In a calm voice of equanimity Nelson Mandela told of when he was sitting in a cafe and noticed a man at a neighboring table who was looking down and was very nervous. President Mandela asked the waiter to invite the man to come sit at his table. It turns out that when Mandela was in prison and was laying on the floor after being tortured and begging for water, this man came over and urinated on his head. This is one of the most horrid stories that I have ever heard. It is the ultimate of degradation, inhumanity, cruelty and humiliation. It is the lowest, basest expression of human life imaginable. I couldn’t get this out of my mind and woke up that night weeping. Why do I bring this up? The answer is not in what the man did, but that President Mandela invited the man to sit at his table. How does one become so noble? So strong? So determined to face the atrocities in his life and rise above them? His gesture did not condone or forget what the man did, but through it he did not allow the vilest transgression to define him or mandate how he would respond.

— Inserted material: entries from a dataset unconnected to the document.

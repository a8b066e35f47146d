// src/handlers/auth.rs

use axum::{Json, extract::State, http::StatusCode, response::IntoResponse};
use serde_json::json;
use validator::Validate;

use crate::{
    backend::BackendClient,
    error::AppError,
    models::user::LoginRequest,
    utils::session::{Session, SessionStore},
};

/// Signs the administrator in against the backend.
///
/// The token is kept in the session store. The admin profile is fetched on
/// a best-effort basis: a failure there does not undo the login.
pub async fn login(
    State(backend): State<BackendClient>,
    State(sessions): State<SessionStore>,
    Json(payload): Json<LoginRequest>,
) -> Result<impl IntoResponse, AppError> {
    payload.validate()?;
    if payload.email.trim().is_empty() {
        return Err(AppError::BadRequest("Please enter the admin email.".to_string()));
    }
    if payload.password.trim().is_empty() {
        return Err(AppError::BadRequest("Please enter the password.".to_string()));
    }

    let token = backend.login(payload.email.trim(), &payload.password).await?;
    let mut session = Session::new(token.token);

    match backend.authed(&session).admin_profile().await {
        Ok(profile) => session.profile = Some(profile),
        Err(e) => tracing::warn!("Could not load admin profile after login: {}", e),
    }

    tracing::info!("Admin signed in: {}", payload.email.trim());
    sessions.begin(session.clone()).await;

    Ok(Json(session))
}

/// Signs out. The backend is told on a best-effort basis; the local session
/// is always cleared.
pub async fn logout(
    State(backend): State<BackendClient>,
    State(sessions): State<SessionStore>,
) -> Result<impl IntoResponse, AppError> {
    if let Some(session) = sessions.end().await {
        if let Err(e) = backend.authed(&session).logout().await {
            tracing::warn!("Backend logout failed: {}", e);
        }
        tracing::info!("Admin signed out");
    }

    Ok(StatusCode::NO_CONTENT)
}

/// Current session. Reloads the profile when the login-time fetch failed.
pub async fn me(
    State(backend): State<BackendClient>,
    State(sessions): State<SessionStore>,
) -> Result<impl IntoResponse, AppError> {
    let mut session = sessions
        .current()
        .await
        .ok_or_else(|| AppError::AuthError("Please sign in first.".to_string()))?;

    if session.profile.is_none() {
        let profile = match backend.authed(&session).admin_profile().await {
            Ok(profile) => profile,
            Err(e) => {
                let err = AppError::from(e);
                if matches!(err, AppError::AuthError(_)) {
                    sessions.expire(&session.token).await;
                }
                return Err(err);
            }
        };
        sessions.set_profile(profile.clone()).await;
        session.profile = Some(profile);
    }

    Ok(Json(json!({
        "profile": session.profile,
        "signed_in_at": session.signed_in_at,
    })))
}
// src/models/mod.rs

pub mod grade;
pub mod question;
pub mod quiz;
pub mod user;

use serde::{Deserialize, Serialize};

/// Paginated list as returned by the backend: `{"data": [...], "total": n}`.
#[derive(Debug, Clone, Serialize, Deserialize)]
pub struct Page<T> {
    #[serde(default = "Vec::new")]
    pub data: Vec<T>,
    #[serde(default)]
    pub total: i64,
}
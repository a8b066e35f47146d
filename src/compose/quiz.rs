// src/compose/quiz.rs

use chrono::{DateTime, NaiveDate, NaiveDateTime};
use serde::Serialize;

use super::ComposeError;
use crate::models::{
    question::{QuestionDetail, QuestionType},
    quiz::{QuizCategory, QuizForm, QuizPayload},
};

pub const EXAM_DATE_FORMAT: &str = "%Y-%m-%d %H:%M:%S";

/// A question picked into an online quiz, with the score it contributes.
#[derive(Debug, Clone, PartialEq, Serialize)]
pub struct SelectedQuestion {
    pub id: i64,
    pub question_type: QuestionType,
    pub content: String,
    pub score: i64,
}

impl From<QuestionDetail> for SelectedQuestion {
    fn from(detail: QuestionDetail) -> Self {
        Self {
            id: detail.id,
            question_type: detail.question_type,
            content: detail.content,
            score: detail.score,
        }
    }
}

/// Where a quiz's total score comes from.
#[derive(Debug, Clone, PartialEq)]
pub enum Scoring {
    /// Ordered questions; the total is the sum of their scores.
    Auto { questions: Vec<SelectedQuestion> },
    /// No questions; the total is typed in by the admin.
    Manual { total_score: Option<i64> },
}

impl Scoring {
    fn for_category(category: QuizCategory) -> Self {
        match category {
            QuizCategory::OnlineAuto => Scoring::Auto { questions: Vec::new() },
            QuizCategory::OfflineManual => Scoring::Manual { total_score: None },
        }
    }
}

/// A quiz being authored in the console.
#[derive(Debug, Clone, PartialEq)]
pub struct QuizDraft {
    pub title: String,
    pass_score: Option<i64>,
    exam_date: Option<NaiveDateTime>,
    scoring: Scoring,
}

impl QuizDraft {
    pub fn new(category: QuizCategory) -> Self {
        Self {
            title: String::new(),
            pass_score: None,
            exam_date: None,
            scoring: Scoring::for_category(category),
        }
    }

    /// Builds a draft from a submitted form and the already-fetched details
    /// of its questions, applying edits in the order the form would: pick
    /// questions first, then type the pass score.
    pub fn from_form(form: QuizForm, questions: Vec<SelectedQuestion>) -> Result<Self, ComposeError> {
        let mut draft = Self::new(form.category);
        draft.title = form.title;
        draft.select_questions(questions);
        draft.set_manual_total(form.total_score);
        draft.set_pass_score(form.pass_score);
        draft.set_exam_date(parse_exam_date(form.exam_date.as_deref().unwrap_or_default())?);
        Ok(draft)
    }

    pub fn category(&self) -> QuizCategory {
        match self.scoring {
            Scoring::Auto { .. } => QuizCategory::OnlineAuto,
            Scoring::Manual { .. } => QuizCategory::OfflineManual,
        }
    }

    pub fn scoring(&self) -> &Scoring {
        &self.scoring
    }

    /// Switching to offline drops the selected questions and resets the pass
    /// score; switching back to online drops the manual total.
    pub fn set_category(&mut self, category: QuizCategory) {
        if self.category() == category {
            return;
        }
        self.scoring = Scoring::for_category(category);
        if category == QuizCategory::OfflineManual {
            self.pass_score = Some(0);
        }
    }

    pub fn questions(&self) -> &[SelectedQuestion] {
        match &self.scoring {
            Scoring::Auto { questions } => questions,
            Scoring::Manual { .. } => &[],
        }
    }

    /// Replaces the selected questions, keeping the first occurrence of
    /// each id. Offline quizzes carry no questions, so this is ignored there.
    pub fn select_questions(&mut self, selected: Vec<SelectedQuestion>) {
        let Scoring::Auto { questions } = &mut self.scoring else {
            tracing::debug!("Ignoring question selection for an offline quiz");
            return;
        };

        questions.clear();
        for q in selected {
            if !questions.iter().any(|existing| existing.id == q.id) {
                questions.push(q);
            }
        }
        self.clamp_pass_score();
    }

    pub fn remove_question(&mut self, id: i64) -> bool {
        let Scoring::Auto { questions } = &mut self.scoring else {
            return false;
        };
        let before = questions.len();
        questions.retain(|q| q.id != id);
        let removed = questions.len() != before;
        if removed {
            self.clamp_pass_score();
        }
        removed
    }

    /// Swaps the question at `index` with the one above it.
    pub fn move_up(&mut self, index: usize) -> bool {
        match &mut self.scoring {
            Scoring::Auto { questions } if index > 0 && index < questions.len() => {
                questions.swap(index - 1, index);
                true
            }
            _ => false,
        }
    }

    /// Swaps the question at `index` with the one below it.
    pub fn move_down(&mut self, index: usize) -> bool {
        match &mut self.scoring {
            Scoring::Auto { questions } if index.checked_add(1).is_some_and(|next| next < questions.len()) => {
                questions.swap(index, index + 1);
                true
            }
            _ => false,
        }
    }

    /// Online totals are derived, so this only affects offline quizzes.
    pub fn set_manual_total(&mut self, total: Option<i64>) {
        if let Scoring::Manual { total_score } = &mut self.scoring {
            *total_score = total;
        }
    }

    pub fn total_score(&self) -> Option<i64> {
        match &self.scoring {
            Scoring::Auto { questions } => Some(questions.iter().map(|q| q.score).sum()),
            Scoring::Manual { total_score } => *total_score,
        }
    }

    pub fn pass_score(&self) -> Option<i64> {
        self.pass_score
    }

    pub fn set_pass_score(&mut self, pass_score: Option<i64>) {
        self.pass_score = pass_score;
    }

    pub fn exam_date(&self) -> Option<NaiveDateTime> {
        self.exam_date
    }

    pub fn set_exam_date(&mut self, exam_date: Option<NaiveDateTime>) {
        self.exam_date = exam_date;
    }

    /// Keeps the pass score within the online total after the question set
    /// changes: 0 with no questions, the total when unset or above it.
    fn clamp_pass_score(&mut self) {
        let Scoring::Auto { questions } = &self.scoring else {
            return;
        };
        if questions.is_empty() {
            self.pass_score = Some(0);
            return;
        }
        let total: i64 = questions.iter().map(|q| q.score).sum();
        match self.pass_score {
            Some(pass) if pass <= total => {}
            _ => self.pass_score = Some(total),
        }
    }

    /// Checks every submission rule and builds the backend payload.
    pub fn validate(&self) -> Result<QuizPayload, ComposeError> {
        let title = self.title.trim();
        if title.is_empty() {
            return Err(ComposeError::EmptyTitle);
        }

        let (question_ids, total, total_score) = match &self.scoring {
            Scoring::Auto { questions } => {
                if questions.is_empty() {
                    return Err(ComposeError::NoQuestionsSelected);
                }
                let total: i64 = questions.iter().map(|q| q.score).sum();
                (questions.iter().map(|q| q.id).collect(), total, None)
            }
            Scoring::Manual { total_score } => match total_score {
                Some(total) if *total > 0 => (Vec::new(), *total, Some(*total)),
                _ => return Err(ComposeError::MissingTotalScore),
            },
        };

        let pass_score = self.pass_score.unwrap_or(0);
        if pass_score < 0 {
            return Err(ComposeError::NegativePassScore);
        }
        if pass_score > total {
            return Err(ComposeError::PassScoreExceedsTotal);
        }

        Ok(QuizPayload {
            title: title.to_string(),
            pass_score,
            question_ids,
            category: self.category(),
            total_score,
            exam_date: self.exam_date.map(|d| d.format(EXAM_DATE_FORMAT).to_string()),
        })
    }
}

/// Reads an optional exam date. Blank input means no date.
pub fn parse_exam_date(input: &str) -> Result<Option<NaiveDateTime>, ComposeError> {
    let input = input.trim();
    if input.is_empty() {
        return Ok(None);
    }

    let parsed = NaiveDateTime::parse_from_str(input, EXAM_DATE_FORMAT)
        .or_else(|_| NaiveDateTime::parse_from_str(input, "%Y-%m-%d %H:%M"))
        .or_else(|_| DateTime::parse_from_rfc3339(input).map(|d| d.naive_local()))
        .ok()
        .or_else(|| {
            NaiveDate::parse_from_str(input, "%Y-%m-%d")
                .ok()
                .and_then(|d| d.and_hms_opt(0, 0, 0))
        });

    parsed.map(Some).ok_or(ComposeError::InvalidExamDate)
}
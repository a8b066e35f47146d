// src/models/quiz.rs

use serde::{Deserialize, Serialize};
use validator::Validate;

use super::question::{QuestionDetail, default_page, default_size};

/// How a quiz is scored.
#[derive(Debug, Clone, Copy, Default, PartialEq, Eq, Hash, Serialize, Deserialize)]
#[serde(rename_all = "SCREAMING_SNAKE_CASE")]
pub enum QuizCategory {
    /// Online quiz built from scored questions; total is their sum.
    #[default]
    OnlineAuto,
    /// Offline exam with a manually entered total and no questions.
    OfflineManual,
}

impl QuizCategory {
    pub fn as_str(self) -> &'static str {
        match self {
            QuizCategory::OnlineAuto => "ONLINE_AUTO",
            QuizCategory::OfflineManual => "OFFLINE_MANUAL",
        }
    }
}

/// Row of `GET /backend/v1/quizzes`. Statistics are absent until the
/// backend has computed them once.
#[derive(Debug, Clone, Serialize, Deserialize)]
pub struct QuizSummary {
    pub id: i64,
    pub title: String,
    #[serde(default)]
    pub total_score: Option<i64>,
    #[serde(default)]
    pub pass_score: Option<i64>,
    #[serde(default)]
    pub category: Option<QuizCategory>,
    #[serde(default)]
    pub exam_date: Option<String>,
    #[serde(default)]
    pub question_count: i64,
    #[serde(default)]
    pub participant_count: Option<i64>,
    #[serde(default)]
    pub pass_rate: Option<f64>,
    #[serde(default)]
    pub avg_score: Option<f64>,
    #[serde(default)]
    pub max_score: Option<f64>,
    #[serde(default)]
    pub min_score: Option<f64>,
    #[serde(default)]
    pub statistics_updated_at: Option<String>,
}

/// Quiz as returned by `GET /backend/v1/quizzes/{id}`.
#[derive(Debug, Clone, Serialize, Deserialize)]
pub struct QuizDetail {
    pub id: i64,
    pub title: String,
    #[serde(default)]
    pub total_score: Option<i64>,
    #[serde(default)]
    pub pass_score: Option<i64>,
    #[serde(default)]
    pub category: Option<QuizCategory>,
    #[serde(default)]
    pub exam_date: Option<String>,
    #[serde(default)]
    pub question_ids: Vec<i64>,
    #[serde(default)]
    pub questions: Vec<QuestionDetail>,
}

/// Body sent to the backend when storing or updating a quiz.
/// Only ever built by a validated `QuizDraft`.
#[derive(Debug, Clone, PartialEq, Serialize, Deserialize)]
pub struct QuizPayload {
    pub title: String,
    pub pass_score: i64,
    pub question_ids: Vec<i64>,
    pub category: QuizCategory,
    #[serde(skip_serializing_if = "Option::is_none")]
    pub total_score: Option<i64>,
    /// `YYYY-MM-DD HH:MM:SS`, or `null` when no date is set.
    pub exam_date: Option<String>,
}

/// Quiz form as submitted by the console UI.
#[derive(Debug, Clone, Serialize, Deserialize, Validate)]
pub struct QuizForm {
    #[validate(length(max = 200, message = "Title must not exceed 200 characters."))]
    #[serde(default)]
    pub title: String,
    #[serde(default)]
    pub category: QuizCategory,
    #[serde(default)]
    pub pass_score: Option<i64>,
    #[serde(default)]
    #[validate(length(max = 500, message = "A quiz may reference at most 500 questions."))]
    pub question_ids: Vec<i64>,
    #[serde(default)]
    pub total_score: Option<i64>,
    #[serde(default)]
    pub exam_date: Option<String>,
}

/// Query parameters for listing quizzes.
#[derive(Debug, Clone, Serialize, Deserialize, Validate)]
pub struct QuizListParams {
    #[validate(range(min = 1, message = "page must be at least 1"))]
    #[serde(default = "default_page")]
    pub page: i64,

    #[validate(range(min = 1, max = 200, message = "size must be between 1 and 200"))]
    #[serde(default = "default_size")]
    pub size: i64,

    #[serde(skip_serializing_if = "Option::is_none")]
    pub keyword: Option<String>,
}
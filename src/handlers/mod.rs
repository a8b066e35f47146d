// src/handlers/mod.rs

pub mod auth;
pub mod grade;
pub mod question;
pub mod quiz;
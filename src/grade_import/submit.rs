// src/grade_import/submit.rs

use std::{
    collections::HashSet,
    sync::{Arc, Mutex},
};

use async_trait::async_trait;
use serde::Serialize;
use thiserror::Error;

use super::{ParseError, Preview, PreviewRow, parse_sheet, template::XLSX_MIME};
use crate::{backend::BackendError, models::grade::ImportSummary};

pub const ACCEPTED_EXTENSIONS: [&str; 2] = [".xlsx", ".xls"];

const XLS_MIME: &str = "application/vnd.ms-excel";

pub const IMPORT_FAILED_FALLBACK: &str = "Import failed, please try again later.";

#[derive(Debug, Error)]
pub enum ImportError {
    #[error("Please choose the quiz to import into.")]
    MissingQuiz,

    #[error("Please select a grade spreadsheet first.")]
    MissingFile,

    #[error("Only .xlsx and .xls files are supported (got {0}).")]
    UnsupportedFile(String),

    #[error("Could not read the spreadsheet, please check the file format.")]
    Parse(#[from] ParseError),

    #[error("An import is already in progress.")]
    Busy,

    /// The upload reached the backend and failed there.
    #[error("{message}")]
    Rejected {
        message: String,
        #[source]
        source: BackendError,
    },
}

/// Raw upload kept in memory until it is submitted or discarded.
#[derive(Debug, Clone)]
pub struct SelectedFile {
    pub name: String,
    pub bytes: Vec<u8>,
}

impl SelectedFile {
    /// Accepts only `.xlsx` / `.xls` names (case-insensitive).
    pub fn new(name: impl Into<String>, bytes: Vec<u8>) -> Result<Self, ImportError> {
        let name = name.into();
        let lower = name.to_lowercase();
        if !ACCEPTED_EXTENSIONS.iter().any(|ext| lower.ends_with(ext)) {
            return Err(ImportError::UnsupportedFile(name));
        }
        Ok(Self { name, bytes })
    }

    pub fn mime(&self) -> &'static str {
        if self.name.to_lowercase().ends_with(".xls") {
            XLS_MIME
        } else {
            XLSX_MIME
        }
    }
}

/// Quiz that receives the imported grades.
#[derive(Debug, Clone, Serialize)]
pub struct QuizTarget {
    pub id: i64,
    pub title: Option<String>,
}

/// Sends a selected grade file to whoever persists it.
#[async_trait]
pub trait GradeImporter: Send + Sync {
    async fn import(&self, quiz_id: i64, file: &SelectedFile) -> Result<ImportSummary, BackendError>;
}

/// Quizzes with an import currently on its way to the backend.
///
/// Shared across requests so a double-submitted dialog cannot import the
/// same sheet twice.
#[derive(Debug, Clone, Default)]
pub struct ImportLocks {
    in_flight: Arc<Mutex<HashSet<i64>>>,
}

impl ImportLocks {
    /// Claims `quiz_id` until the returned permit is dropped.
    pub fn acquire(&self, quiz_id: i64) -> Result<ImportPermit, ImportError> {
        let mut in_flight = self.in_flight.lock().unwrap_or_else(|e| e.into_inner());
        if !in_flight.insert(quiz_id) {
            return Err(ImportError::Busy);
        }
        Ok(ImportPermit {
            locks: self.clone(),
            quiz_id,
        })
    }

    pub fn is_busy(&self, quiz_id: i64) -> bool {
        self.in_flight
            .lock()
            .unwrap_or_else(|e| e.into_inner())
            .contains(&quiz_id)
    }
}

/// Releases its quiz on drop, whatever way the submission ended.
#[derive(Debug)]
pub struct ImportPermit {
    locks: ImportLocks,
    quiz_id: i64,
}

impl Drop for ImportPermit {
    fn drop(&mut self) {
        self.locks
            .in_flight
            .lock()
            .unwrap_or_else(|e| e.into_inner())
            .remove(&self.quiz_id);
    }
}

/// State of one import dialog session: target quiz, selected file, preview.
///
/// Built fresh when the dialog opens and dropped when it closes. A failed
/// submission keeps the file selected so the admin can retry.
#[derive(Debug)]
pub struct ImportDialog {
    quiz: Option<QuizTarget>,
    file: Option<SelectedFile>,
    preview: Preview,
    pending: bool,
}

impl ImportDialog {
    pub fn open(quiz: Option<QuizTarget>) -> Self {
        Self {
            quiz,
            file: None,
            preview: Preview::default(),
            pending: false,
        }
    }

    pub fn title(&self) -> String {
        match self.quiz.as_ref().and_then(|q| q.title.as_deref()) {
            Some(title) => format!("Offline grade import - {}", title),
            None => "Offline grade import".to_string(),
        }
    }

    pub fn quiz(&self) -> Option<&QuizTarget> {
        self.quiz.as_ref()
    }

    pub fn selected_file(&self) -> Option<&SelectedFile> {
        self.file.as_ref()
    }

    pub fn preview(&self) -> &Preview {
        &self.preview
    }

    pub fn is_pending(&self) -> bool {
        self.pending
    }

    /// Whether the confirm button is enabled.
    pub fn can_submit(&self) -> bool {
        self.file.is_some() && !self.pending
    }

    /// Parses `name`/`bytes` and, on success, makes it the selected file.
    ///
    /// A file with no data rows is still selected; the empty preview is the
    /// caller's cue to warn. Any failure clears the previous selection.
    pub fn select_file(&mut self, name: impl Into<String>, bytes: Vec<u8>) -> Result<&[PreviewRow], ImportError> {
        let result = SelectedFile::new(name, bytes).and_then(|file| {
            let rows = parse_sheet(&file.bytes)?;
            Ok((file, rows))
        });

        match result {
            Ok((file, rows)) => {
                let preview = Preview::from_rows(rows);
                if preview.is_empty() {
                    tracing::warn!("No data rows found in {}", file.name);
                }
                self.file = Some(file);
                self.preview = preview;
                Ok(&self.preview.rows)
            }
            Err(e) => {
                tracing::warn!("Rejected grade file: {}", e);
                self.reset_file();
                Err(e)
            }
        }
    }

    pub fn reset_file(&mut self) {
        self.file = None;
        self.preview = Preview::default();
    }

    /// Cancel / close: discards everything selected in this session.
    pub fn close(mut self) {
        self.reset_file();
    }

    /// Uploads the selected file for the target quiz.
    ///
    /// Missing quiz or file fails without calling `importer`. On success
    /// the selection is cleared; on failure it is kept.
    pub async fn submit<I>(&mut self, importer: &I) -> Result<ImportSummary, ImportError>
    where
        I: GradeImporter + ?Sized,
    {
        if self.pending {
            return Err(ImportError::Busy);
        }
        let quiz_id = self.quiz.as_ref().map(|q| q.id).ok_or(ImportError::MissingQuiz)?;
        let file = self.file.as_ref().ok_or(ImportError::MissingFile)?;

        self.pending = true;
        let result = importer.import(quiz_id, file).await;
        self.pending = false;

        match result {
            Ok(summary) => {
                tracing::info!(
                    "Imported grades for quiz {}: {} of {} rows",
                    quiz_id,
                    summary.success_count,
                    summary.total_rows
                );
                self.reset_file();
                Ok(summary)
            }
            Err(source) => {
                let message = source.user_message(IMPORT_FAILED_FALLBACK);
                tracing::warn!("Grade import for quiz {} failed: {}", quiz_id, source);
                Err(ImportError::Rejected { message, source })
            }
        }
    }
}
//! Rigid bodies.

use nalgebra::{Matrix3, Vector3};

#[cfg(feature = "serde")]
use serde::{Deserialize, Serialize};

/// A rigid body with mass properties expressed in its own frame.
#[derive(Debug, Clone, PartialEq)]
#[cfg_attr(feature = "serde", derive(Serialize, Deserialize))]
pub struct Body {
    /// Body name, used in diagnostics.
    pub name: String,
    /// Mass (kg).
    pub mass: f64,
    /// Center of mass in the body frame.
    pub com: Vector3<f64>,
    /// Rotational inertia about the center of mass, in the body frame.
    pub inertia: Matrix3<f64>,
}

impl Body {
    /// Create a body with explicit mass properties.
    #[must_use]
    pub fn new(
        name: impl Into<String>,
        mass: f64,
        com: Vector3<f64>,
        inertia: Matrix3<f64>,
    ) -> Self {
        Self {
            name: name.into(),
            mass,
            com,
            inertia,
        }
    }

    /// A point mass at the body origin.
    #[must_use]
    pub fn point_mass(name: impl Into<String>, mass: f64) -> Self {
        Self::new(name, mass, Vector3::zeros(), Matrix3::zeros())
    }

    /// A solid sphere centered at the body origin.
    #[must_use]
    pub fn solid_sphere(name: impl Into<String>, mass: f64, radius: f64) -> Self {
        let i = 0.4 * mass * radius * radius;
        Self::new(
            name,
            mass,
            Vector3::zeros(),
            Matrix3::from_diagonal_element(i),
        )
    }

    /// A body with the given principal moments, center of mass at the origin.
    #[must_use]
    pub fn with_principal_inertia(
        name: impl Into<String>,
        mass: f64,
        moments: Vector3<f64>,
    ) -> Self {
        Self::new(
            name,
            mass,
            Vector3::zeros(),
            Matrix3::from_diagonal(&moments),
        )
    }

    /// The world body: massless and immovable.
    #[must_use]
    pub(crate) fn world() -> Self {
        Self::point_mass("world", 0.0)
    }
}
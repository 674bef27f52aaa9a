//! Free-motion velocities and the linear dynamics matrix.
//!
//! Continuous dynamics `M·v̇ = k(x)` are split into joint damping `−D·v`,
//! treated implicitly, and every other non-constraint force `k₁(x)`,
//! evaluated at the previous state. With `v̇ = (v − v₀)/δt`:
//!
//! ```text
//! (M + δt·D)·(v − v₀)/δt = k₁(x₀) − D·v₀
//! ```
//!
//! The accelerations `v̇₀` follow from forward dynamics with the diagonal
//! augmentation `reflected inertia + δt·D`, the free-motion velocities are
//! `v* = v₀ + δt·v̇₀`, and the per-tree dynamics matrices are the diagonal
//! blocks of `A = M + δt·D`.

use nalgebra::{DMatrix, DVector};
use sim_multibody::MultibodyForces;
use sim_types::Result;

use crate::context::Context;
use crate::manager::CompliantContactManager;

/// Non-contact generalized forces at the previous state and the
/// accelerations they produce.
#[derive(Debug, Clone, PartialEq)]
pub struct AccelerationsDueToNonContactForces {
    /// Force elements, actuation and explicit damping `−D·v₀`, as
    /// generalized forces.
    pub generalized_forces: DVector<f64>,
    /// Accelerations `v̇₀`.
    pub vdot: DVector<f64>,
}

impl CompliantContactManager {
    pub(crate) fn calc_accelerations_due_to_non_contact_forces(
        &self,
        context: &Context,
    ) -> Result<AccelerationsDueToNonContactForces> {
        let kinematics = self.eval_position_kinematics(context)?;
        let q0 = context.positions().into_owned();
        let v0 = context.velocities().into_owned();
        let dt = self.time_step();

        // Joint limits are constraints and are not included here.
        let mut forces = MultibodyForces::zeros(&self.model);
        self.model
            .calc_force_elements_contribution(&kinematics, &q0, &v0, &mut forces);
        forces.generalized -= context.joint_damping().component_mul(&v0);
        forces.generalized += context.eval_actuation()?;

        let diagonal_inertia = context.reflected_inertia() + context.joint_damping() * dt;
        let vdot = self
            .model
            .calc_forward_dynamics(&kinematics, &v0, &diagonal_inertia, &forces)?;
        let generalized_forces = self.model.calc_generalized_forces(&kinematics, &forces)?;

        Ok(AccelerationsDueToNonContactForces {
            generalized_forces,
            vdot,
        })
    }

    /// Free-motion velocities `v* = v₀ + δt·v̇₀`.
    pub fn calc_free_motion_velocities(&self, context: &Context) -> Result<DVector<f64>> {
        let accelerations = self.eval_accelerations_due_to_non_contact_forces(context)?;
        Ok(context.velocities() + &accelerations.vdot * self.time_step())
    }

    /// Per-tree blocks of `A = M + δt·D`, reflected inertia included in `M`.
    pub fn calc_linear_dynamics_matrix(&self, context: &Context) -> Result<Vec<DMatrix<f64>>> {
        let kinematics = self.eval_position_kinematics(context)?;
        let mut m = self
            .model
            .calc_mass_matrix(&kinematics, context.reflected_inertia())?;
        let dt = self.time_step();
        for (i, d) in context.joint_damping().iter().enumerate() {
            m[(i, i)] += dt * d;
        }

        let topology = self.model.topology();
        Ok(topology
            .trees()
            .map(|t| {
                let start = topology.tree_velocities_start(t);
                let n = topology.num_tree_velocities(t);
                m.view((start, start), (n, n)).into_owned()
            })
            .collect())
    }
}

This is not the same but it reminds me of the Buddhist practice called “Inviting Mara to Tea”. Mara represented the shadow side of human nature. It appeared in many forms such as violent storms, raging demons or an assaulting army to test the Buddha as he was learning about life. With steadfast devotion and inner resolve Buddha faced his fear and said, “I see you, Mara”. In time, after many varied assaults and temptations, he started inviting Mara to join him for tea showing his powerful ability to diffuse anyone’s control over him and experience all with equanimity.
I want to stress again that I am not comparing President Mandela’s horrific treatment to what feels like a casual acceptance. My purpose is always to introduce conscious awareness on how to navigate our feelings and experiences and maybe learn from others. I recant these stories with tenderness and sensitivity to the gravity of their effect on a life.